Однако, это – только лишь начало. И теперь следовало бы показать, что именно в мире обладания, или имения (de l’avoir), противоположность между образом и самой вещью (res ipsa) выступает с максимально мертвящей силой. Чем более исчезнувшая вещь переживается как моя, чем выше у меня требование считать ее лишь моей, тем сильнее я акцентирую факт ее исчезновения. Вещи больше здесь нет. Возникает глубокое напряжение между реальностью и субъективностью: я хочу сказать, что реальность пропажи вещи тем мучительнее переживается, чем больше я с нею сжился, чем с большей страстностью я приписывал ее себе. И боль в данном случае выступает как ущерб в прямом и точном смысле этого слова. Я страдаю из-за себя и в себе самом. Но страдание, как и сама любовь, имеет и другой свой полюс, поскольку оно есть страдание из-за другого, за него (for his own sake)[51].

Здесь, возможно, уместно заметить, что чем в большей степени исчезнувшее существо действительно мыслится как бытие (но что это действительно означает?), тем в меньшей мере оно схватывается как владение и тем, следовательно, меньше его исчезновение будет ощущаться как потеря. [Надо сказать, что, к несчастью, все наши привязанности являются по своему характеру отношениями владения, что чудовищным образом ограничивает практическую значимость подобного наблюдения.]

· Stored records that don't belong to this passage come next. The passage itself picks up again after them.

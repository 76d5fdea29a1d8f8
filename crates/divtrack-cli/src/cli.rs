use std::path::PathBuf;

use chrono::NaiveDate;
use clap::{Parser, Subcommand, ValueEnum};

#[derive(Parser)]
#[command(name = "divtrack")]
#[command(about = "Track dividend payments from the command line")]
#[command(version)]
pub struct Cli {
    #[command(subcommand)]
    pub command: Commands,

    /// Dividends endpoint URL (defaults to DIVTRACK_API_URL)
    #[arg(long, global = true, value_name = "URL")]
    pub endpoint: Option<String>,

    /// User whose dividends to work with (defaults to DIVTRACK_USER_ID)
    #[arg(long, global = true, value_name = "ID")]
    pub user: Option<String>,
}

#[derive(Subcommand)]
pub enum Commands {
    /// List dividends, newest first
    #[command(alias = "ls")]
    List {
        /// Output as JSON
        #[arg(long)]
        json: bool,
    },
    /// Record a dividend payment
    Add {
        /// Stock symbol, e.g. AAPL
        stock: String,
        /// Amount paid, e.g. 12.50
        amount: String,
        /// Payment date (defaults to today)
        #[arg(long, value_name = "YYYY-MM-DD")]
        date: Option<NaiveDate>,
        /// Explicit id; an existing id is replaced
        #[arg(long, value_name = "N")]
        id: Option<i64>,
    },
    /// Delete a dividend by id
    #[command(alias = "rm")]
    Delete {
        /// Dividend id
        id: i64,
    },
    /// Export dividends
    Export {
        /// Export format
        #[arg(long, value_enum, default_value_t = ExportFormat::Json)]
        format: ExportFormat,
        /// Optional output path (stdout when omitted)
        #[arg(short, long, value_name = "PATH")]
        output: Option<PathBuf>,
    },
    /// Generate shell completion scripts
    Completions {
        /// Target shell
        #[arg(value_enum)]
        shell: CompletionShell,
        /// Optional output path (stdout when omitted)
        #[arg(short, long, value_name = "PATH")]
        output: Option<PathBuf>,
    },
}

#[derive(Clone, Copy, Debug, Eq, PartialEq, ValueEnum)]
pub enum ExportFormat {
    Json,
    Markdown,
}

impl From<ExportFormat> for divtrack_core::export::ExportFormat {
    fn from(format: ExportFormat) -> Self {
        match format {
            ExportFormat::Json => Self::Json,
            ExportFormat::Markdown => Self::Markdown,
        }
    }
}

#[derive(Clone, Copy, Debug, Eq, PartialEq, ValueEnum)]
pub enum CompletionShell {
    Bash,
    Zsh,
    Fish,
}
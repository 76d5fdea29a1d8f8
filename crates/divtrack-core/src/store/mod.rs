//! Record stores: one contract, three persistence backends

mod document;
mod file;
mod relational;

use std::fmt;
use std::path::PathBuf;
use std::str::FromStr;
use std::sync::Arc;

use async_trait::async_trait;

use crate::db::{Database, DatabaseTarget};
use crate::error::{Error, Result};
use crate::models::{Dividend, DividendId};

pub use document::DocumentDividendStore;
pub use file::FileDividendStore;
pub use relational::RelationalDividendStore;

/// Default location of the file backend's JSON document
pub const DEFAULT_FILE_PATH: &str = "data/dividends.json";

/// Persistence contract shared by every backend.
///
/// Implementations create their backing structure lazily on first use and
/// list records newest date first.
#[async_trait]
pub trait DividendStore: Send + Sync {
    /// All records owned by `user_id`; empty when there are none
    async fn list_by_user(&self, user_id: &str) -> Result<Vec<Dividend>>;

    /// Insert each record whose id is new, fully replace the rest
    async fn upsert_batch(&self, records: &[Dividend]) -> Result<()>;

    /// Remove the given ids owned by `user_id`, returning how many went away
    async fn delete_batch(&self, user_id: &str, ids: &[DividendId]) -> Result<usize>;

    fn backend(&self) -> StoreBackend;
}

/// Reject a batch before anything is written if any record is invalid
pub fn validate_batch(records: &[Dividend]) -> Result<()> {
    records.iter().try_for_each(Dividend::validate)
}

/// The available persistence backends
#[derive(Debug, Clone, Copy, PartialEq, Eq, Default)]
pub enum StoreBackend {
    /// Pretty-printed JSON array on local disk
    #[default]
    File,
    /// One JSON document per dividend
    Document,
    /// A `dividends` table
    Relational,
}

impl StoreBackend {
    pub const fn label(self) -> &'static str {
        match self {
            Self::File => "file",
            Self::Document => "document",
            Self::Relational => "relational",
        }
    }

    pub const fn needs_database(self) -> bool {
        matches!(self, Self::Document | Self::Relational)
    }
}

impl fmt::Display for StoreBackend {
    fn fmt(&self, f: &mut fmt::Formatter<'_>) -> fmt::Result {
        f.write_str(self.label())
    }
}

impl FromStr for StoreBackend {
    type Err = Error;

    fn from_str(value: &str) -> Result<Self> {
        match value.trim().to_ascii_lowercase().as_str() {
            "file" | "json" => Ok(Self::File),
            "document" | "mongo" => Ok(Self::Document),
            "relational" | "sql" => Ok(Self::Relational),
            other => Err(Error::InvalidInput(format!(
                "unknown store backend `{other}` (expected file, document, or relational)"
            ))),
        }
    }
}

/// Everything needed to construct a store
#[derive(Clone, PartialEq, Eq)]
pub struct StoreConfig {
    pub backend: StoreBackend,
    pub file_path: PathBuf,
    pub database_url: Option<String>,
    pub auth_token: Option<String>,
}

impl Default for StoreConfig {
    fn default() -> Self {
        Self {
            backend: StoreBackend::File,
            file_path: PathBuf::from(DEFAULT_FILE_PATH),
            database_url: None,
            auth_token: None,
        }
    }
}

impl fmt::Debug for StoreConfig {
    fn fmt(&self, formatter: &mut fmt::Formatter<'_>) -> fmt::Result {
        formatter
            .debug_struct("StoreConfig")
            .field("backend", &self.backend)
            .field("file_path", &self.file_path)
            .field("database_url", &self.database_url)
            .field(
                "auth_token",
                &self.auth_token.as_ref().map(|_| "[REDACTED]"),
            )
            .finish()
    }
}

/// Construct the store selected by `config`
pub async fn open_store(config: &StoreConfig) -> Result<Arc<dyn DividendStore>> {
    let store: Arc<dyn DividendStore> = match config.backend {
        StoreBackend::File => Arc::new(FileDividendStore::new(&config.file_path)),
        StoreBackend::Document => {
            Arc::new(DocumentDividendStore::new(open_database(config).await?)?)
        }
        StoreBackend::Relational => {
            Arc::new(RelationalDividendStore::new(open_database(config).await?))
        }
    };
    tracing::info!(backend = %config.backend, "Opened dividend store");
    Ok(store)
}

async fn open_database(config: &StoreConfig) -> Result<Database> {
    let url = config.database_url.as_deref().ok_or_else(|| {
        Error::InvalidInput(format!(
            "a database URL is required for the {} backend",
            config.backend
        ))
    })?;
    let target = DatabaseTarget::parse(url, config.auth_token.as_deref())?;
    Database::open_target(&target).await
}

#[cfg(test)]
pub(crate) mod contract {
    //! Behaviour every backend must share

    use super::DividendStore;
    use crate::models::DividendId;
    use crate::testing::dividend;
    use pretty_assertions::assert_eq;

    pub async fn unknown_user_is_empty(store: &dyn DividendStore) {
        assert!(store.list_by_user("nobody").await.unwrap().is_empty());
    }

    pub async fn upsert_replaces_and_appends(store: &dyn DividendStore) {
        store
            .upsert_batch(&[dividend(1, "u1", "2024-01-01", "AAPL", "12.50")])
            .await
            .unwrap();
        store
            .upsert_batch(&[
                dividend(1, "u1", "2024-01-01", "AAPL", "15.00"),
                dividend(2, "u1", "2024-02-01", "MSFT", "8.25"),
            ])
            .await
            .unwrap();

        let listed = store.list_by_user("u1").await.unwrap();
        assert_eq!(
            listed,
            vec![
                dividend(2, "u1", "2024-02-01", "MSFT", "8.25"),
                dividend(1, "u1", "2024-01-01", "AAPL", "15.00"),
            ]
        );
    }

    pub async fn upsert_is_idempotent(store: &dyn DividendStore) {
        let batch = [
            dividend(10, "u1", "2024-05-01", "KO", "0.46"),
            dividend(11, "u1", "2024-04-01", "PEP", "1.27"),
        ];
        store.upsert_batch(&batch).await.unwrap();
        let once = store.list_by_user("u1").await.unwrap();
        store.upsert_batch(&batch).await.unwrap();
        let twice = store.list_by_user("u1").await.unwrap();
        assert_eq!(twice, once);
        assert_eq!(twice.len(), 2);
    }

    pub async fn users_are_isolated(store: &dyn DividendStore) {
        store
            .upsert_batch(&[
                dividend(1, "u1", "2024-01-01", "AAPL", "1.00"),
                dividend(2, "u2", "2024-01-02", "MSFT", "2.00"),
                dividend(3, "u1", "2024-01-03", "T", "3.00"),
            ])
            .await
            .unwrap();

        let u1 = store.list_by_user("u1").await.unwrap();
        let u2 = store.list_by_user("u2").await.unwrap();
        assert!(u1.iter().all(|d| d.user_id == "u1"));
        assert_eq!(u1.len(), 2);
        assert_eq!(u2, vec![dividend(2, "u2", "2024-01-02", "MSFT", "2.00")]);
    }

    pub async fn invalid_batches_write_nothing(store: &dyn DividendStore) {
        let err = store
            .upsert_batch(&[
                dividend(1, "u1", "2024-01-01", "AAPL", "1.00"),
                dividend(2, " ", "2024-01-01", "MSFT", "1.00"),
            ])
            .await
            .unwrap_err();
        assert_eq!(err.kind(), crate::ErrorKind::InvalidInput);
        assert!(store.list_by_user("u1").await.unwrap().is_empty());
    }

    pub async fn delete_is_scoped_to_owner(store: &dyn DividendStore) {
        store
            .upsert_batch(&[
                dividend(1, "u1", "2024-01-01", "AAPL", "1.00"),
                dividend(2, "u2", "2024-01-01", "MSFT", "1.00"),
            ])
            .await
            .unwrap();

        let removed = store
            .delete_batch("u1", &[DividendId::new(1), DividendId::new(2)])
            .await
            .unwrap();
        assert_eq!(removed, 1);
        assert!(store.list_by_user("u1").await.unwrap().is_empty());
        assert_eq!(store.list_by_user("u2").await.unwrap().len(), 1);
    }

    pub async fn large_amounts_keep_every_digit(store: &dyn DividendStore) {
        let batch = [
            dividend(1, "u1", "2024-01-01", "BRK", "12345678901234567.89"),
            dividend(2, "u1", "2024-01-02", "BRK", "92233720368547758.07"),
            dividend(3, "u1", "2024-01-03", "BRK", "-0.01"),
        ];
        store.upsert_batch(&batch).await.unwrap();

        let listed = store.list_by_user("u1").await.unwrap();
        let amounts: Vec<String> = listed.iter().map(|d| d.amount.to_string()).collect();
        assert_eq!(
            amounts,
            vec!["-0.01", "92233720368547758.07", "12345678901234567.89"]
        );
    }

    pub async fn empty_batch_is_a_no_op(store: &dyn DividendStore) {
        store.upsert_batch(&[]).await.unwrap();
        assert_eq!(store.delete_batch("u1", &[]).await.unwrap(), 0);
    }
}

#[cfg(test)]
mod tests {
    use super::*;
    use tempfile::tempdir;

    #[test]
    fn backend_parses_aliases() {
        assert_eq!("file".parse::<StoreBackend>().unwrap(), StoreBackend::File);
        assert_eq!(
            " Document ".parse::<StoreBackend>().unwrap(),
            StoreBackend::Document
        );
        assert_eq!(
            "sql".parse::<StoreBackend>().unwrap(),
            StoreBackend::Relational
        );
        assert!("redis".parse::<StoreBackend>().is_err());
    }

    #[test]
    fn config_debug_redacts_token() {
        let config = StoreConfig {
            backend: StoreBackend::Relational,
            database_url: Some("libsql://db.turso.io".into()),
            auth_token: Some("sensitive-token".into()),
            ..StoreConfig::default()
        };
        let debug = format!("{config:?}");
        assert!(!debug.contains("sensitive-token"));
        assert!(debug.contains("[REDACTED]"));
    }

    #[tokio::test(flavor = "multi_thread")]
    async fn open_store_requires_url_for_database_backends() {
        let config = StoreConfig {
            backend: StoreBackend::Document,
            ..StoreConfig::default()
        };
        let err = open_store(&config).await.err().unwrap();
        assert!(err.to_string().contains("database URL"));
    }

    #[tokio::test(flavor = "multi_thread")]
    async fn open_store_builds_each_backend() {
        let tmp = tempdir().unwrap();
        for backend in [
            StoreBackend::File,
            StoreBackend::Document,
            StoreBackend::Relational,
        ] {
            let config = StoreConfig {
                backend,
                file_path: tmp.path().join("dividends.json"),
                database_url: Some(":memory:".into()),
                auth_token: None,
            };
            let store = open_store(&config).await.unwrap();
            assert_eq!(store.backend(), backend);
            assert!(store.list_by_user("u1").await.unwrap().is_empty());
        }
    }
}
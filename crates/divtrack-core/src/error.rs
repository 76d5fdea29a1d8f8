//! Error types for divtrack-core

use thiserror::Error;

/// Result type alias using divtrack-core's Error
pub type Result<T> = std::result::Result<T, Error>;

/// Errors that can occur in divtrack-core operations
#[derive(Error, Debug)]
pub enum Error {
    /// Database error
    #[error("Database error: {0}")]
    Database(String),

    /// libSQL error
    #[error("libSQL error: {0}")]
    LibSql(#[from] libsql::Error),

    /// IO error
    #[error("IO error: {0}")]
    Io(#[from] std::io::Error),

    /// Invalid input
    #[error("Invalid input: {0}")]
    InvalidInput(String),

    /// Serialization error
    #[error("Serialization error: {0}")]
    Serialization(#[from] serde_json::Error),

    /// Decimal conversion error
    #[error("Invalid amount: {0}")]
    Amount(#[from] rust_decimal::Error),
}

/// Coarse classification used at the HTTP boundary
#[derive(Debug, Clone, Copy, PartialEq, Eq)]
pub enum ErrorKind {
    /// The caller sent something the store cannot accept
    InvalidInput,
    /// The persistence medium failed
    Storage,
}

impl Error {
    /// Classify this error for translation into a response
    pub const fn kind(&self) -> ErrorKind {
        match self {
            Self::InvalidInput(_) | Self::Amount(_) => ErrorKind::InvalidInput,
            Self::Database(_) | Self::LibSql(_) | Self::Io(_) | Self::Serialization(_) => {
                ErrorKind::Storage
            }
        }
    }
}

#[cfg(test)]
mod tests {
    use super::*;

    #[test]
    fn invalid_input_is_client_side() {
        let err = Error::InvalidInput("userId must not be empty".into());
        assert_eq!(err.kind(), ErrorKind::InvalidInput);
    }

    #[test]
    fn io_failures_are_storage_errors() {
        let err = Error::from(std::io::Error::other("disk full"));
        assert_eq!(err.kind(), ErrorKind::Storage);
        assert!(err.to_string().contains("disk full"));
    }
}
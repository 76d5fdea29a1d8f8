//! HTTP client for the dividends endpoint.

use async_trait::async_trait;
use reqwest::StatusCode;
use serde::Deserialize;
use thiserror::Error;

use crate::models::{Dividend, DividendId};
use crate::util::{compact_text, is_http_url, normalize_text_option};

#[derive(Debug, Error)]
pub enum SyncError {
    #[error("Invalid sync configuration: {0}")]
    InvalidConfiguration(String),
    #[error("Dividends HTTP request failed: {0}")]
    Http(#[from] reqwest::Error),
    #[error("Dividends API error: {0}")]
    Api(String),
    #[error("Sync worker is no longer running")]
    WorkerStopped,
}

pub type SyncResult<T> = Result<T, SyncError>;

/// Remote side of the client cache
#[async_trait]
pub trait DividendsRemote: Send + Sync {
    /// Fetch every dividend owned by `user_id`
    async fn load(&self, user_id: &str) -> SyncResult<Vec<Dividend>>;

    /// Upsert `records` on the server
    async fn save(&self, records: &[Dividend]) -> SyncResult<()>;

    /// Delete one dividend owned by `user_id`, returning how many were removed
    async fn delete(&self, user_id: &str, id: DividendId) -> SyncResult<usize>;
}

#[derive(Clone)]
pub struct DividendsApiClient {
    endpoint: String,
    client: reqwest::Client,
}

impl DividendsApiClient {
    /// `endpoint` is the full collection URL, e.g.
    /// `http://127.0.0.1:8080/api/dividends`
    pub fn new(endpoint: impl Into<String>) -> SyncResult<Self> {
        let endpoint = normalize_endpoint(endpoint.into())?;
        Ok(Self {
            endpoint,
            client: reqwest::Client::builder().build()?,
        })
    }

    pub fn endpoint(&self) -> &str {
        &self.endpoint
    }
}

#[derive(Debug, Deserialize)]
struct WriteResponse {
    success: bool,
    #[serde(default)]
    error: Option<String>,
    #[serde(default)]
    deleted: Option<usize>,
}

#[derive(Debug, Deserialize)]
struct ErrorBody {
    error: Option<String>,
    message: Option<String>,
}

#[async_trait]
impl DividendsRemote for DividendsApiClient {
    async fn load(&self, user_id: &str) -> SyncResult<Vec<Dividend>> {
        let response = self
            .client
            .get(&self.endpoint)
            .query(&[("userId", user_id)])
            .header("Accept", "application/json")
            .send()
            .await?;

        let response = ensure_success(response).await?;
        Ok(response.json::<Vec<Dividend>>().await?)
    }

    async fn save(&self, records: &[Dividend]) -> SyncResult<()> {
        let response = self
            .client
            .post(&self.endpoint)
            .json(records)
            .send()
            .await?;

        let payload = ensure_success(response)
            .await?
            .json::<WriteResponse>()
            .await?;
        if payload.success {
            Ok(())
        } else {
            Err(SyncError::Api(
                payload
                    .error
                    .unwrap_or_else(|| "Failed to save dividends".to_string()),
            ))
        }
    }

    async fn delete(&self, user_id: &str, id: DividendId) -> SyncResult<usize> {
        let response = self
            .client
            .delete(format!("{}/{id}", self.endpoint))
            .query(&[("userId", user_id)])
            .send()
            .await?;

        let payload = ensure_success(response)
            .await?
            .json::<WriteResponse>()
            .await?;
        if payload.success {
            Ok(payload.deleted.unwrap_or_default())
        } else {
            Err(SyncError::Api(
                payload
                    .error
                    .unwrap_or_else(|| format!("Failed to delete dividend {id}")),
            ))
        }
    }
}

async fn ensure_success(response: reqwest::Response) -> SyncResult<reqwest::Response> {
    if response.status().is_success() {
        return Ok(response);
    }
    let status = response.status();
    let body = response.text().await.unwrap_or_default();
    Err(SyncError::Api(parse_api_error(status, &body)))
}

fn parse_api_error(status: StatusCode, body: &str) -> String {
    if let Ok(payload) = serde_json::from_str::<ErrorBody>(body) {
        if let Some(message) = payload.error.or(payload.message) {
            return format!("{} ({})", message.trim(), status.as_u16());
        }
    }

    let trimmed = compact_text(body);
    if trimmed.is_empty() {
        format!("HTTP {}", status.as_u16())
    } else {
        format!("{} ({})", trimmed, status.as_u16())
    }
}

fn normalize_endpoint(raw: String) -> SyncResult<String> {
    let endpoint = normalize_text_option(Some(raw)).ok_or_else(|| {
        SyncError::InvalidConfiguration("endpoint must not be empty".to_string())
    })?;
    if is_http_url(&endpoint) {
        Ok(endpoint.trim_end_matches('/').to_string())
    } else {
        Err(SyncError::InvalidConfiguration(
            "endpoint must include http:// or https://".to_string(),
        ))
    }
}
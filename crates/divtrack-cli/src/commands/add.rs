use chrono::{NaiveDate, Utc};
use divtrack_core::{Amount, Dividend, DividendId};

use crate::commands::common::Session;
use crate::error::CliError;

pub async fn run_add(
    session: &Session,
    stock: &str,
    amount: &str,
    date: Option<NaiveDate>,
    id: Option<i64>,
) -> Result<(), CliError> {
    let dividend = build_dividend(&session.user_id, stock, amount, date, id)?;
    let id = dividend.id;
    session.store.upsert(dividend).await?;

    println!("{id}");
    Ok(())
}

pub fn build_dividend(
    user_id: &str,
    stock: &str,
    amount: &str,
    date: Option<NaiveDate>,
    id: Option<i64>,
) -> Result<Dividend, CliError> {
    let stock = stock.trim().to_ascii_uppercase();
    if stock.is_empty() {
        return Err(CliError::EmptyStock);
    }
    let amount = Amount::parse(amount.trim())?;
    let id = id.map_or_else(DividendId::from_timestamp, DividendId::new);
    let date = date.unwrap_or_else(|| Utc::now().date_naive());

    let dividend = Dividend::new(id, user_id, date, stock, amount);
    dividend.validate()?;
    Ok(dividend)
}
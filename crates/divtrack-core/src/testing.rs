//! Fixtures shared by unit tests

use chrono::NaiveDate;

use crate::models::{Amount, Dividend, DividendId};

pub fn dividend(id: i64, user: &str, date: &str, stock: &str, amount: &str) -> Dividend {
    Dividend::new(
        DividendId::new(id),
        user,
        NaiveDate::parse_from_str(date, "%Y-%m-%d").unwrap(),
        stock,
        Amount::parse(amount).unwrap(),
    )
}
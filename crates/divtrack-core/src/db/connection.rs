//! Database connection management

use crate::error::{Error, Result};
use crate::util::{is_remote_database_url, normalize_text_option};
use libsql::{Builder, Connection, Database as LibSqlDatabase};
use std::fmt;
use std::path::{Path, PathBuf};

/// Where a database lives
#[derive(Clone, PartialEq, Eq)]
pub enum DatabaseTarget {
    /// Private in-memory database (tests, throwaway runs)
    Memory,
    /// Local `SQLite` file
    Local(PathBuf),
    /// Remote libSQL server (e.g., `libsql://your-db.turso.io`)
    Remote { url: String, auth_token: String },
}

impl fmt::Debug for DatabaseTarget {
    fn fmt(&self, formatter: &mut fmt::Formatter<'_>) -> fmt::Result {
        match self {
            Self::Memory => formatter.write_str("Memory"),
            Self::Local(path) => formatter.debug_tuple("Local").field(path).finish(),
            Self::Remote { url, .. } => formatter
                .debug_struct("Remote")
                .field("url", url)
                .field("auth_token", &"[REDACTED]")
                .finish(),
        }
    }
}

impl DatabaseTarget {
    /// Interpret a connection string.
    ///
    /// `:memory:` selects an in-memory database, `libsql://` and `http(s)://`
    /// URLs a remote one (an auth token is then required), anything else a
    /// local file path.
    pub fn parse(url: &str, auth_token: Option<&str>) -> Result<Self> {
        let url = url.trim();
        if url.is_empty() {
            return Err(Error::InvalidInput("Database URL must not be empty".into()));
        }
        if url == ":memory:" {
            return Ok(Self::Memory);
        }
        if is_remote_database_url(url) {
            let auth_token = normalize_text_option(auth_token.map(str::to_string))
                .ok_or_else(|| {
                    Error::InvalidInput("Auth token is required for remote databases".into())
                })?;
            return Ok(Self::Remote {
                url: url.to_string(),
                auth_token,
            });
        }
        let path = url.strip_prefix("file:").unwrap_or(url);
        Ok(Self::Local(PathBuf::from(path)))
    }
}

/// Database wrapper for libSQL connections
pub struct Database {
    // Owns the handle the connection was created from.
    _db: LibSqlDatabase,
    conn: Connection,
    remote: bool,
}

impl Database {
    /// Open the database described by `target`
    pub async fn open_target(target: &DatabaseTarget) -> Result<Self> {
        match target {
            DatabaseTarget::Memory => Self::open_in_memory().await,
            DatabaseTarget::Local(path) => Self::open(path).await,
            DatabaseTarget::Remote { url, auth_token } => {
                Self::open_remote(url.clone(), auth_token.clone()).await
            }
        }
    }

    /// Open a local database at the given path, creating it if it doesn't exist
    pub async fn open(path: impl AsRef<Path>) -> Result<Self> {
        let path = path.as_ref();
        if let Some(parent) = path.parent().filter(|parent| !parent.as_os_str().is_empty()) {
            tokio::fs::create_dir_all(parent).await?;
        }

        let path_str = path.to_string_lossy().to_string();
        let db = Builder::new_local(&path_str).build().await?;
        Self::connect(db, false).await
    }

    /// Open an in-memory database (useful for testing)
    pub async fn open_in_memory() -> Result<Self> {
        let db = Builder::new_local(":memory:").build().await?;
        Self::connect(db, false).await
    }

    /// Open a connection to a remote libSQL server
    pub async fn open_remote(url: String, auth_token: String) -> Result<Self> {
        tracing::info!("Connecting to remote database at {}", url);
        let db = Builder::new_remote(url, auth_token).build().await?;
        Self::connect(db, true).await
    }

    async fn connect(db: LibSqlDatabase, remote: bool) -> Result<Self> {
        let conn = db.connect()?;
        let database = Self {
            _db: db,
            conn,
            remote,
        };
        database.configure().await?;
        Ok(database)
    }

    /// Configure `SQLite` pragmas for local databases
    async fn configure(&self) -> Result<()> {
        if self.remote {
            return Ok(());
        }
        // In-memory databases reject WAL; that is fine.
        self.conn
            .execute("PRAGMA journal_mode = WAL;", ())
            .await
            .ok();
        self.conn
            .execute("PRAGMA synchronous = NORMAL;", ())
            .await
            .ok();
        self.conn.execute("PRAGMA foreign_keys = ON;", ()).await?;
        Ok(())
    }

    pub const fn is_remote(&self) -> bool {
        self.remote
    }

    /// Get a reference to the underlying connection
    pub const fn connection(&self) -> &Connection {
        &self.conn
    }
}
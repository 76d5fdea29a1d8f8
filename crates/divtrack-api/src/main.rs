mod config;
mod error;
mod routes;

use std::sync::Arc;

use config::AppConfig;
use routes::{app_router, AppState};

#[tokio::main]
async fn main() -> Result<(), Box<dyn std::error::Error>> {
    // Only load .env in development; production uses platform-native env injection.
    #[cfg(debug_assertions)]
    dotenvy::dotenv().ok();

    tracing_subscriber::fmt()
        .with_env_filter(
            tracing_subscriber::EnvFilter::from_default_env()
                .add_directive("divtrack_api=info".parse()?),
        )
        .init();

    let config = Arc::new(AppConfig::from_env()?);
    tracing::info!("Starting divtrack-api with config: {:?}", config);

    let store = divtrack_core::open_store(&config.store).await?;
    let state = AppState::new(store, config);
    let bind_addr = state.config.bind_addr.clone();
    let router = app_router(state);

    let listener = tokio::net::TcpListener::bind(&bind_addr).await?;
    tracing::info!("divtrack-api listening on {}", bind_addr);
    axum::serve(listener, router).await?;
    Ok(())
}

Прежде чем пойти дальше, я отмечаю еще раз, что на этом уровне определяющей является внутренняя установка, глубоко отзывающаяся на том, что мы, впрочем, ошибочно называем самим объектом; такая установка вовсе не является несущественной, как это справедливо для вещей, пассивно следующих законам своей судьбы. Таким образом, я могу на законном основании предполагать, по крайней мере в принципе, что моя установка по отношению к тому, кого больше нет, воздействует на него (поскольку он находится со мной в такой связи, которая носит конститутивный характер и не является внешней в том случае, если другой действительно был со мной). Он, следовательно, не безразличен к тому, что я гипнотизирую себя по отношению к нему как к утраченному владению. Тем самым я его в действительности предаю. [Я хочу сказать, что я прекращаю думать о нем как о бытии и склоняюсь к тому, чтобы рассматривать его как объект.] Однако у предательства есть своя диалектика. Я могу полагать, что я предаю другого, отделяя свою мысль о нем от его последнего состояния, например, от пыток, пережитых им прежде, чем умереть. И тогда я позволяю околдовать себя идеей, что подобное отделение лежит в основе безразличия. Однако лишь благодаря любви к другому я освобождаюсь от такого наваждения, именно ради него я обязан отказаться от того, чтобы превращать его в неподвижный образ, отрицая его как бытие и жизнь.

Мне ясно, что я искажаю все, смешивая бытие-существо (l’être) с воспоминаниями о нем и толкуя их при этом как неких идолов или, если угодно, как реликвии, относя к ним мое поклонение по отношению к этому существу. В данном случае, как и всегда, имеется трансцендентный разрыв, который должен сохраняться. Что же это за трансценденция?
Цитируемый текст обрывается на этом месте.